Women in Prison: Three reasons why the prison system is failing women

By Josie Channer


Since I left the prison service we’ve seen violence in prisons skyrocket and prisons like Birmingham are reported to be unfit for human habitation. The Tory’s have tried everything, privatisation, bringing in the third sector, a drive to reduce short term sentences, yet re-offending is still stubbornly high and prisons are still failing. All these new initiatives cannot off set the cuts that the prison service has had to endure.
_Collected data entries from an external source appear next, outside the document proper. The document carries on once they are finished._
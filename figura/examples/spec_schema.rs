//! Print the JSON Schema of `DiagramSpec`.
//!
//! Upstream generators can hand this schema to a model as a structured output
//! format so the specs they produce deserialize cleanly.

use figura::schemars::schema_for;
use figura::DiagramSpec;

fn main() -> anyhow::Result<()> {
    let schema = schema_for!(DiagramSpec);
    println!("{}", serde_json::to_string_pretty(&schema)?);
    Ok(())
}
However, I believe that the prison system has always failed women. After working as a senior prison officer of Holloway’s Drug and Mental Health Unit I do not take the view that women should not be sent to prison at all. When what was once Europe’s largest female prison was re-built in 1971 it was designed with a hospital layout with wide corridors and dormitories that snaked around corners. The idea being that women were mad not bad. It was closed as the UK’s highest security prison for women in 2016. I can testify to the fact that some women are just bad and belong in prison for a very long time.
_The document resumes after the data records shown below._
//! Sandbox configuration.

use crate::scan::{ScanRule, DEFAULT_RULES};
use serde::{Deserialize, Serialize};
use std::path::PathBuf;
use std::time::Duration;

/// How the child is cut off from the network
#[derive(Debug, Clone, Copy, Default, Serialize, Deserialize, PartialEq, Eq)]
#[serde(rename_all = "kebab-case")]
pub enum NetworkIsolation {
    /// Fail the spawn if fresh user and network namespaces cannot be entered
    Required,
    /// Enter fresh namespaces when the host allows it
    #[default]
    BestEffort,
    /// Rely on the static scan and the cleared environment only
    Disabled,
}

/// Immutable sandbox configuration, shared by every execution.
#[derive(Debug, Clone, Serialize, Deserialize)]
#[serde(default)]
pub struct SandboxConfig {
    /// Interpreter program, resolved against `path_env`
    pub interpreter: String,
    /// Arguments placed before the script name
    pub interpreter_args: Vec<String>,
    /// File name the source is written to inside the scratch directory
    pub script_name: String,
    /// `PATH` handed to the child
    pub path_env: String,
    /// Wall-clock ceiling used by renderers
    pub timeout_ms: u64,
    /// Address-space ceiling used by renderers
    pub memory_limit_bytes: u64,
    /// CPU-time backstop; derived from the timeout when unset
    pub cpu_limit_secs: Option<u64>,
    /// Largest file the child may write
    pub max_file_bytes: u64,
    /// The designated artifact, relative to the scratch directory
    pub output_file: String,
    /// Parent of the per-execution scratch directories
    pub scratch_root: Option<PathBuf>,
    /// Bytes of stderr kept per execution
    pub stderr_limit: usize,
    /// Live sandbox children allowed at once
    pub process_slots: usize,
    pub network: NetworkIsolation,
    pub rules: Vec<ScanRule>,
}

impl Default for SandboxConfig {
    fn default() -> Self {
        Self {
            interpreter: "python3".to_string(),
            // Isolated mode: no user site-packages, no PYTHON* variables
            interpreter_args: vec!["-I".to_string(), "-B".to_string()],
            script_name: "figure.py".to_string(),
            path_env: "/usr/local/bin:/usr/bin:/bin".to_string(),
            timeout_ms: 30_000,
            memory_limit_bytes: 1024 * 1024 * 1024,
            cpu_limit_secs: None,
            max_file_bytes: 32 * 1024 * 1024,
            output_file: "output.png".to_string(),
            scratch_root: None,
            stderr_limit: 64 * 1024,
            process_slots: std::thread::available_parallelism()
                .map(|n| n.get())
                .unwrap_or(2),
            network: NetworkIsolation::default(),
            rules: DEFAULT_RULES.clone(),
        }
    }
}

impl SandboxConfig {
    pub fn new() -> Self {
        Self::default()
    }

    /// A configuration running scripts with `/bin/sh` and no scan rules
    pub fn for_shell() -> Self {
        Self {
            interpreter: "/bin/sh".to_string(),
            interpreter_args: Vec::new(),
            script_name: "figure.sh".to_string(),
            rules: Vec::new(),
            ..Self::default()
        }
    }

    /// Load from a JSON document; missing fields take their defaults
    pub fn from_json(json: &str) -> Result<Self, serde_json::Error> {
        serde_json::from_str(json)
    }

    pub fn with_interpreter(
        mut self,
        program: impl Into<String>,
        args: impl IntoIterator<Item = impl Into<String>>,
    ) -> Self {
        self.interpreter = program.into();
        self.interpreter_args = args.into_iter().map(Into::into).collect();
        self
    }

    pub fn with_script_name(mut self, name: impl Into<String>) -> Self {
        self.script_name = name.into();
        self
    }

    pub fn with_timeout(mut self, timeout: Duration) -> Self {
        self.timeout_ms = timeout.as_millis() as u64;
        self
    }

    pub fn with_memory_limit(mut self, bytes: u64) -> Self {
        self.memory_limit_bytes = bytes;
        self
    }

    pub fn with_cpu_limit_secs(mut self, secs: u64) -> Self {
        self.cpu_limit_secs = Some(secs);
        self
    }

    pub fn with_output_file(mut self, name: impl Into<String>) -> Self {
        self.output_file = name.into();
        self
    }

    pub fn with_scratch_root(mut self, root: impl Into<PathBuf>) -> Self {
        self.scratch_root = Some(root.into());
        self
    }

    pub fn with_process_slots(mut self, slots: usize) -> Self {
        self.process_slots = slots;
        self
    }

    pub fn with_network(mut self, network: NetworkIsolation) -> Self {
        self.network = network;
        self
    }

    pub fn with_rules(mut self, rules: Vec<ScanRule>) -> Self {
        self.rules = rules;
        self
    }

    pub fn timeout(&self) -> Duration {
        Duration::from_millis(self.timeout_ms)
    }

    /// CPU seconds for a run bounded by `timeout`
    pub fn cpu_limit_for(&self, timeout: Duration) -> u64 {
        self.cpu_limit_secs
            .unwrap_or_else(|| timeout.as_secs().saturating_add(1))
            .max(1)
    }
}

#[cfg(test)]
mod tests {
    use super::*;

    #[test]
    fn test_json_overrides_defaults() {
        let config = SandboxConfig::from_json(
            r#"{"timeout_ms": 5000, "network": "disabled", "process_slots": 3}"#,
        )
        .unwrap();
        assert_eq!(config.timeout(), Duration::from_secs(5));
        assert_eq!(config.network, NetworkIsolation::Disabled);
        assert_eq!(config.process_slots, 3);
        assert_eq!(config.output_file, "output.png");
        assert_eq!(config.rules.len(), DEFAULT_RULES.len());
    }

    #[test]
    fn test_cpu_limit_derivation() {
        let config = SandboxConfig::default();
        assert_eq!(config.cpu_limit_for(Duration::from_millis(2500)), 3);
        assert_eq!(config.with_cpu_limit_secs(9).cpu_limit_for(Duration::from_secs(1)), 9);
    }
}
My years in service exposed me to the many complex reasons why women end up in prison. There was an overwhelming theme that the women were victims themselves struggling to get the support they needed or pawns in a larger game. There were a lot of foreign national women that were caught bringing in drugs. I remember speaking to one prisoner, I asked her why in the world she would risk leaving her children and wondered if it was greed? It didn’t take long to work out that she had a choice, the risk of being caught or the risk of starvation. I also remember the evening that she came back from court after being sentenced. She had fainted in the dock when the judge gave her 12 years.
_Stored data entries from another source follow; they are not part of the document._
//! Validation and normalization of generated images.

use figura_core::error::FiguraError;
use image::imageops::FilterType;
use image::{ImageDecoder, ImageFormat};
use std::io::Cursor;

/// Checks that a payload is a plausible image and re-encodes it as PNG no
/// larger than the target resolution.
#[derive(Debug, Clone, Copy)]
pub struct ImageValidator {
    max_dimension: u32,
    target_dimension: u32,
}

impl ImageValidator {
    pub fn new() -> Self {
        Self {
            max_dimension: 8192,
            target_dimension: 1024,
        }
    }

    /// Images wider or taller than this are rejected outright
    pub fn with_max_dimension(mut self, max_dimension: u32) -> Self {
        self.max_dimension = max_dimension;
        self
    }

    /// Images larger than this are downsized, keeping the aspect ratio
    pub fn with_target_dimension(mut self, target_dimension: u32) -> Self {
        self.target_dimension = target_dimension;
        self
    }

    /// Validate `bytes` and return them as PNG
    pub fn normalize(&self, bytes: &[u8]) -> Result<Vec<u8>, FiguraError> {
        if bytes.is_empty() {
            return Err(FiguraError::validation("image payload is empty"));
        }

        let format = image::guess_format(bytes)
            .map_err(|_| FiguraError::validation("image payload has no recognizable format"))?;
        let (width, height) = dimensions_for_format(bytes, format)
            .ok_or_else(|| FiguraError::validation(format!("malformed {:?} header", format)))?;

        if width == 0 || height == 0 {
            return Err(FiguraError::validation(format!(
                "image has degenerate dimensions {}x{}",
                width, height
            )));
        }
        if width > self.max_dimension || height > self.max_dimension {
            return Err(FiguraError::validation(format!(
                "image dimensions {}x{} exceed maximum dimension {}",
                width, height, self.max_dimension
            )));
        }

        let mut decoded = image::load_from_memory_with_format(bytes, format)
            .map_err(|e| FiguraError::validation(format!("failed to decode image: {}", e)))?;
        if width.max(height) > self.target_dimension {
            tracing::debug!(
                "downsizing generated image from {}x{} to fit {}px",
                width,
                height,
                self.target_dimension
            );
            decoded = decoded.resize(
                self.target_dimension,
                self.target_dimension,
                FilterType::Lanczos3,
            );
        }

        let mut png = Vec::new();
        decoded
            .write_to(&mut Cursor::new(&mut png), ImageFormat::Png)
            .map_err(|e| FiguraError::validation(format!("failed to encode PNG: {}", e)))?;
        Ok(png)
    }
}

impl Default for ImageValidator {
    fn default() -> Self {
        Self::new()
    }
}

/// Read dimensions from the header without decoding pixels
fn dimensions_for_format(bytes: &[u8], format: ImageFormat) -> Option<(u32, u32)> {
    match format {
        ImageFormat::Png => image::codecs::png::PngDecoder::new(Cursor::new(bytes))
            .ok()
            .map(|d| d.dimensions()),
        ImageFormat::Jpeg => image::codecs::jpeg::JpegDecoder::new(Cursor::new(bytes))
            .ok()
            .map(|d| d.dimensions()),
        ImageFormat::Gif => image::codecs::gif::GifDecoder::new(Cursor::new(bytes))
            .ok()
            .map(|d| d.dimensions()),
        ImageFormat::WebP => image::codecs::webp::WebPDecoder::new(Cursor::new(bytes))
            .ok()
            .map(|d| d.dimensions()),
        _ => None,
    }
}

#[cfg(test)]
pub(crate) fn encode_test_image(width: u32, height: u32, format: ImageFormat) -> Vec<u8> {
    let img = image::DynamicImage::ImageRgb8(image::RgbImage::from_pixel(
        width,
        height,
        image::Rgb([200, 40, 40]),
    ));
    let mut out = Vec::new();
    img.write_to(&mut Cursor::new(&mut out), format).unwrap();
    out
}

#[cfg(test)]
mod tests {
    use super::*;

    fn png_dimensions(png: &[u8]) -> (u32, u32) {
        dimensions_for_format(png, ImageFormat::Png).unwrap()
    }

    #[test]
    fn test_small_jpeg_is_reencoded() {
        let jpeg = encode_test_image(64, 48, ImageFormat::Jpeg);
        let png = ImageValidator::new().normalize(&jpeg).unwrap();

        assert_eq!(image::guess_format(&png).unwrap(), ImageFormat::Png);
        assert_eq!(png_dimensions(&png), (64, 48));
    }

    #[test]
    fn test_large_image_is_downsized() {
        let big = encode_test_image(2048, 1024, ImageFormat::Png);
        let png = ImageValidator::new().normalize(&big).unwrap();

        assert_eq!(png_dimensions(&png), (1024, 512));
    }

    #[test]
    fn test_oversized_image_is_rejected() {
        let huge = encode_test_image(300, 20, ImageFormat::Png);
        let err = ImageValidator::new()
            .with_max_dimension(256)
            .normalize(&huge)
            .unwrap_err();

        assert!(matches!(err, FiguraError::Validation(_)));
        assert!(err.to_string().contains("exceed maximum dimension 256"));
    }

    #[test]
    fn test_garbage_is_rejected() {
        let validator = ImageValidator::new();
        assert!(matches!(
            validator.normalize(b""),
            Err(FiguraError::Validation(_))
        ));
        assert!(matches!(
            validator.normalize(b"<html>rate limited</html>"),
            Err(FiguraError::Validation(_))
        ));

        // Valid signature, truncated body
        let mut truncated = encode_test_image(32, 32, ImageFormat::Png);
        truncated.truncate(40);
        assert!(matches!(
            validator.normalize(&truncated),
            Err(FiguraError::Validation(_))
        ));
    }
}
There are three areas that would make a significate difference to the outcome of women on the verge of getting sent to prison, mental health, drug rehabilitation and education.


1. Mental health


I remember like it was yesterday my first day at Holloway prison. We unlocked the wing for breakfast and the green corridors became alive with women. The women busied themselves with getting mops and buckets to clean their cells and queued patiently for the bathrooms. The smell of perfumed shower gels and creams drifted down the wing.


I sat back in my chair with a cup of tea talking to the officers. There was a commotion on the landing so I was abandoned in the unit office. I sat alone not knowing whether to go and observe or stay put. At first, I strained my ears to listen in to the commotion in the distance, I stood up as screams of terror engulfed the wing. I left the unit office to investigate.


A distinctive prisoner had been on C wing for a while. Her matted afro hair and strong body odour deterred even the toughest officers and her silence made her even more terrifying.

That morning she emerged from her room with a full-to-the-brim bucket of excrement that she had hidden under her bed for two weeks. The wing descended into chaos. The unit officer was the first to be hit. Dark brown thick excrement dripped down his perfect white shirt. The officer ran back to his office and locked himself in while screaming women banged on the door to be let in. I ran in to the glass common room bringing with me as many prisoners as I could before I locked the door from the inside.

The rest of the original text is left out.